Lidars are very promising instruments for the remote-sensing of the Earth, and are eagerly awaited for operational missions, particularly in the observation of the atmosphere. However, spaceborne lidars are still in their early development and there have been many setbacks associated with their technology. The high energy of the laser beam contributes to the formation of contamination deposit on laser optics, leading to the degradation of the lidar performance and eventual failure of the instrument. This high energy requirement can partially or totally be offset by a larger telescope and / or a lower orbit, with the implication of a greater drag force acting on the satellite.
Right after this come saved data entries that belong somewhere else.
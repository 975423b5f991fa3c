use image::io::Reader as ImageReader;
use safe_icon_gen::render::PALETTE;

fn main() {
    let path = std::env::args()
        .nth(1)
        .unwrap_or_else(|| "assets/icon/safe_app_icon.png".to_string());

    let img = ImageReader::open(&path)
        .expect("Failed to open image")
        .decode()
        .expect("Failed to decode image");

    let rgb_img = img.to_rgb8();
    let width = img.width();
    let height = img.height();

    println!("Checking icon: {}", path);
    println!("Image dimensions: {}x{}", width, height);
    if width != height {
        println!("⚠ Icon is not square");
    }

    let top = rgb_img.get_pixel(0, 0);
    println!("\nTop-left pixel: RGB [{}, {}, {}]", top[0], top[1], top[2]);
    if *top == PALETTE.start {
        println!("✓ Gradient starts at the palette colour");
    } else {
        println!("⚠ Unexpected gradient start colour");
    }

    // The triangle base is the widest white run in the upper 80% of the icon
    let caption_limit = height * 8 / 10;
    let widest = (0..caption_limit)
        .map(|y| {
            (0..width)
                .filter(|&x| *rgb_img.get_pixel(x, y) == PALETTE.foreground)
                .count() as u32
        })
        .max()
        .unwrap_or(0);
    let ratio = widest as f32 / width as f32;

    println!("\nTriangle analysis:");
    println!("  Widest white run: {} px ({:.1}% of width)", widest, ratio * 100.0);

    if (0.37..=0.43).contains(&ratio) {
        println!("✓ Alert triangle detected!");
    } else {
        println!("⚠ Alert triangle may not be properly drawn");
    }
}
//! Caption fonts.
//!
//! The caption font is resolved from an ordered chain of [`FontSource`]s.
//! The first source that yields a usable font wins; [`FontSource::Builtin`]
//! never fails, so a chain ending with it always produces a font.

use crate::draw::{blend_pixel, fill_rect};
use anyhow::{anyhow, Context, Result};
use fontdb::{Database, Source};
use image::{Rgb, RgbImage};
use log::debug;
use rusttype::{point, Font, Scale};
use std::{
    fmt,
    path::{Path, PathBuf},
};

/// Preferred caption font, looked up by file name.
pub const PRIMARY_FONT: &str = "arialbd.ttf";
/// Used when the primary font is not installed.
pub const SECONDARY_FONT: &str = "arial.ttf";

/// One alternative in the caption font chain.
#[derive(Debug, Clone, PartialEq, Eq)]
pub enum FontSource {
    /// A font file name matched against the installed system fonts.
    Named(&'static str),
    /// An explicit path to a TrueType/OpenType file.
    Path(PathBuf),
    /// The built-in 5x7 bitmap font.
    Builtin,
}

/// The chain used for the SAFE caption: bold font, regular font, built-in.
pub fn default_chain() -> Vec<FontSource> {
    vec![
        FontSource::Named(PRIMARY_FONT),
        FontSource::Named(SECONDARY_FONT),
        FontSource::Builtin,
    ]
}

/// A font ready to lay out caption text.
pub enum CaptionFont {
    Outline(Font<'static>),
    Bitmap,
}

impl fmt::Debug for CaptionFont {
    fn fmt(&self, f: &mut fmt::Formatter<'_>) -> fmt::Result {
        match self {
            CaptionFont::Outline(_) => f.write_str("CaptionFont::Outline"),
            CaptionFont::Bitmap => f.write_str("CaptionFont::Bitmap"),
        }
    }
}

/// Measured ink of a laid-out string.
#[derive(Debug, Clone, Copy, PartialEq, Eq)]
pub struct TextExtent {
    /// Horizontal distance from the pen origin to the first inked column.
    pub left: i32,
    pub width: u32,
    pub height: u32,
}

/// Try each source in order and return the first font that loads.
///
/// The system font database is only scanned when the chain reaches a
/// [`FontSource::Named`] entry, and at most once per call.
pub fn load_caption_font(chain: &[FontSource]) -> Result<CaptionFont> {
    let mut system: Option<Database> = None;

    for source in chain {
        let loaded = match source {
            FontSource::Named(name) => {
                load_named(system.get_or_insert_with(system_fonts), name)
            }
            FontSource::Path(path) => load_font_file(path),
            FontSource::Builtin => Ok(CaptionFont::Bitmap),
        };

        match loaded {
            Ok(font) => return Ok(font),
            Err(err) => debug!("Font source {:?} unavailable: {:#}", source, err),
        }
    }

    Err(anyhow!(
        "No usable caption font among {} source(s)",
        chain.len()
    ))
}

/// Database of the fonts installed on this machine.
pub fn system_fonts() -> Database {
    let mut db = Database::new();
    db.load_system_fonts();
    db
}

fn load_named(db: &Database, name: &str) -> Result<CaptionFont> {
    let face = db
        .faces()
        .find(|face| {
            face_path(&face.source)
                .and_then(|path| path.file_name())
                .and_then(|f| f.to_str())
                .map_or(false, |f| f.eq_ignore_ascii_case(name))
        })
        .with_context(|| format!("Font {name} is not installed"))?;

    let data = db
        .with_face_data(face.id, |data, _| data.to_vec())
        .with_context(|| format!("Failed to read font data for {name}"))?;
    let font = Font::try_from_vec_and_index(data, face.index)
        .ok_or_else(|| anyhow!("{name} is not a usable TrueType font"))?;
    Ok(CaptionFont::Outline(font))
}

/// File backing a face, if it was loaded from disk.
pub fn face_path(source: &Source) -> Option<&Path> {
    match source {
        Source::File(path) | Source::SharedFile(path, _) => Some(path.as_path()),
        _ => None,
    }
}

fn load_font_file(path: &Path) -> Result<CaptionFont> {
    let data = std::fs::read(path)
        .with_context(|| format!("Failed to read font file {}", path.display()))?;
    let font = Font::try_from_vec(data)
        .ok_or_else(|| anyhow!("{} is not a usable TrueType font", path.display()))?;
    Ok(CaptionFont::Outline(font))
}

/// First installed `.ttf` file that rusttype can lay out.
#[cfg(test)]
pub(crate) fn any_system_font_file() -> Option<PathBuf> {
    let db = system_fonts();
    let found = db
        .faces()
        .filter_map(|face| face_path(&face.source))
        .filter(|path| {
            path.extension()
                .and_then(|e| e.to_str())
                .map_or(false, |e| e.eq_ignore_ascii_case("ttf"))
        })
        .find(|path| {
            load_font_file(path)
                .ok()
                .and_then(|font| font.measure("SAFE", 48))
                .is_some()
        })
        .map(Path::to_path_buf);
    found
}

impl CaptionFont {
    /// Measure the ink of `text` at the given pixel size.
    ///
    /// Returns `None` when nothing would be drawn.
    pub fn measure(&self, text: &str, px: u32) -> Option<TextExtent> {
        match self {
            CaptionFont::Outline(font) => {
                let scale = Scale::uniform(px as f32);
                let ascent = font.v_metrics(scale).ascent;

                let (mut min_x, mut max_x) = (i32::MAX, i32::MIN);
                let (mut min_y, mut max_y) = (i32::MAX, i32::MIN);
                for glyph in font.layout(text, scale, point(0.0, ascent)) {
                    if let Some(bb) = glyph.pixel_bounding_box() {
                        min_x = min_x.min(bb.min.x);
                        max_x = max_x.max(bb.max.x);
                        min_y = min_y.min(bb.min.y);
                        max_y = max_y.max(bb.max.y);
                    }
                }

                if min_x >= max_x {
                    return None;
                }
                Some(TextExtent {
                    left: min_x,
                    width: (max_x - min_x) as u32,
                    height: (max_y - min_y) as u32,
                })
            }
            CaptionFont::Bitmap => bitmap::measure(text, px),
        }
    }

    /// Draw `text` with its pen origin at `x` and the top of its line box at `top`.
    pub fn draw(
        &self,
        canvas: &mut RgbImage,
        text: &str,
        px: u32,
        x: i32,
        top: i32,
        color: Rgb<u8>,
    ) {
        match self {
            CaptionFont::Outline(font) => {
                let scale = Scale::uniform(px as f32);
                let ascent = font.v_metrics(scale).ascent;

                for glyph in font.layout(text, scale, point(x as f32, top as f32 + ascent)) {
                    if let Some(bb) = glyph.pixel_bounding_box() {
                        glyph.draw(|gx, gy, coverage| {
                            blend_pixel(
                                canvas,
                                bb.min.x + gx as i32,
                                bb.min.y + gy as i32,
                                color,
                                coverage,
                            );
                        });
                    }
                }
            }
            CaptionFont::Bitmap => bitmap::draw(canvas, text, px, x, top, color),
        }
    }
}

/// Built-in 5x7 font, scaled up in whole-pixel blocks.
mod bitmap {
    use super::*;

    const COLS: u32 = 5;
    const ROWS: u32 = 7;
    const ADVANCE: u32 = COLS + 1;

    // Block size for a requested pixel height, never below one pixel
    fn block(px: u32) -> u32 {
        (px / ROWS).max(1)
    }

    pub fn measure(text: &str, px: u32) -> Option<TextExtent> {
        let chars = text.chars().count() as u32;
        if chars == 0 || !text.chars().any(|c| glyph(c).iter().any(|row| *row != 0)) {
            return None;
        }

        let block = block(px);
        Some(TextExtent {
            left: 0,
            width: (chars * ADVANCE - 1) * block,
            height: ROWS * block,
        })
    }

    pub fn draw(canvas: &mut RgbImage, text: &str, px: u32, x: i32, top: i32, color: Rgb<u8>) {
        let block = block(px) as i32;

        for (i, c) in text.chars().enumerate() {
            let origin = x + i as i32 * ADVANCE as i32 * block;
            for (row, bits) in glyph(c).iter().enumerate() {
                for col in 0..COLS {
                    if bits & (1 << (COLS - 1 - col)) == 0 {
                        continue;
                    }
                    let x0 = origin + col as i32 * block;
                    let y0 = top + row as i32 * block;
                    fill_rect(canvas, x0, y0, x0 + block - 1, y0 + block - 1, color);
                }
            }
        }
    }

    /// Row bitmaps, most significant of the low five bits is the leftmost column.
    pub fn glyph(c: char) -> [u8; 7] {
        match c.to_ascii_uppercase() {
            'A' => [0x0E, 0x11, 0x11, 0x1F, 0x11, 0x11, 0x11],
            'B' => [0x1E, 0x11, 0x11, 0x1E, 0x11, 0x11, 0x1E],
            'C' => [0x0E, 0x11, 0x10, 0x10, 0x10, 0x11, 0x0E],
            'D' => [0x1E, 0x11, 0x11, 0x11, 0x11, 0x11, 0x1E],
            'E' => [0x1F, 0x10, 0x10, 0x1E, 0x10, 0x10, 0x1F],
            'F' => [0x1F, 0x10, 0x10, 0x1E, 0x10, 0x10, 0x10],
            'G' => [0x0E, 0x11, 0x10, 0x17, 0x11, 0x11, 0x0F],
            'H' => [0x11, 0x11, 0x11, 0x1F, 0x11, 0x11, 0x11],
            'I' => [0x0E, 0x04, 0x04, 0x04, 0x04, 0x04, 0x0E],
            'J' => [0x07, 0x02, 0x02, 0x02, 0x02, 0x12, 0x0C],
            'K' => [0x11, 0x12, 0x14, 0x18, 0x14, 0x12, 0x11],
            'L' => [0x10, 0x10, 0x10, 0x10, 0x10, 0x10, 0x1F],
            'M' => [0x11, 0x1B, 0x15, 0x15, 0x11, 0x11, 0x11],
            'N' => [0x11, 0x11, 0x19, 0x15, 0x13, 0x11, 0x11],
            'O' => [0x0E, 0x11, 0x11, 0x11, 0x11, 0x11, 0x0E],
            'P' => [0x1E, 0x11, 0x11, 0x1E, 0x10, 0x10, 0x10],
            'Q' => [0x0E, 0x11, 0x11, 0x11, 0x15, 0x12, 0x0D],
            'R' => [0x1E, 0x11, 0x11, 0x1E, 0x14, 0x12, 0x11],
            'S' => [0x0F, 0x10, 0x10, 0x0E, 0x01, 0x01, 0x1E],
            'T' => [0x1F, 0x04, 0x04, 0x04, 0x04, 0x04, 0x04],
            'U' => [0x11, 0x11, 0x11, 0x11, 0x11, 0x11, 0x0E],
            'V' => [0x11, 0x11, 0x11, 0x11, 0x11, 0x0A, 0x04],
            'W' => [0x11, 0x11, 0x11, 0x15, 0x15, 0x15, 0x0A],
            'X' => [0x11, 0x11, 0x0A, 0x04, 0x0A, 0x11, 0x11],
            'Y' => [0x11, 0x11, 0x11, 0x0A, 0x04, 0x04, 0x04],
            'Z' => [0x1F, 0x01, 0x02, 0x04, 0x08, 0x10, 0x1F],
            '0' => [0x0E, 0x11, 0x13, 0x15, 0x19, 0x11, 0x0E],
            '1' => [0x04, 0x0C, 0x04, 0x04, 0x04, 0x04, 0x0E],
            '2' => [0x0E, 0x11, 0x01, 0x02, 0x04, 0x08, 0x1F],
            '3' => [0x1F, 0x02, 0x04, 0x02, 0x01, 0x11, 0x0E],
            '4' => [0x02, 0x06, 0x0A, 0x12, 0x1F, 0x02, 0x02],
            '5' => [0x1F, 0x10, 0x1E, 0x01, 0x01, 0x11, 0x0E],
            '6' => [0x06, 0x08, 0x10, 0x1E, 0x11, 0x11, 0x0E],
            '7' => [0x1F, 0x01, 0x02, 0x04, 0x08, 0x08, 0x08],
            '8' => [0x0E, 0x11, 0x11, 0x0E, 0x11, 0x11, 0x0E],
            '9' => [0x0E, 0x11, 0x11, 0x0F, 0x01, 0x02, 0x0C],
            '!' => [0x04, 0x04, 0x04, 0x04, 0x04, 0x00, 0x04],
            '.' => [0x00, 0x00, 0x00, 0x00, 0x00, 0x0C, 0x0C],
            '-' => [0x00, 0x00, 0x00, 0x1F, 0x00, 0x00, 0x00],
            _ => [0; 7],
        }
    }
}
This work investigates the options for satellite and lidar telescope configuration which minimise their contribution to drag while maximising the telescope aperture diameter for lidar performance. A MATLAB/Simulink trajectory model is developed to establish the propulsion requirements for drag compensation. Parametric models are used to size the satellite, its subsystem and the lidar. This study elaborates the conditions under which a lidar mission might work in a low altitude orbit. In particular, it explores the feasibility and applicability of four concepts against the requirements of some challenging lidar missions. The model developed also identifies that past studies may have under-estimated the electric propulsion requirements for lidar missions in low altitudes.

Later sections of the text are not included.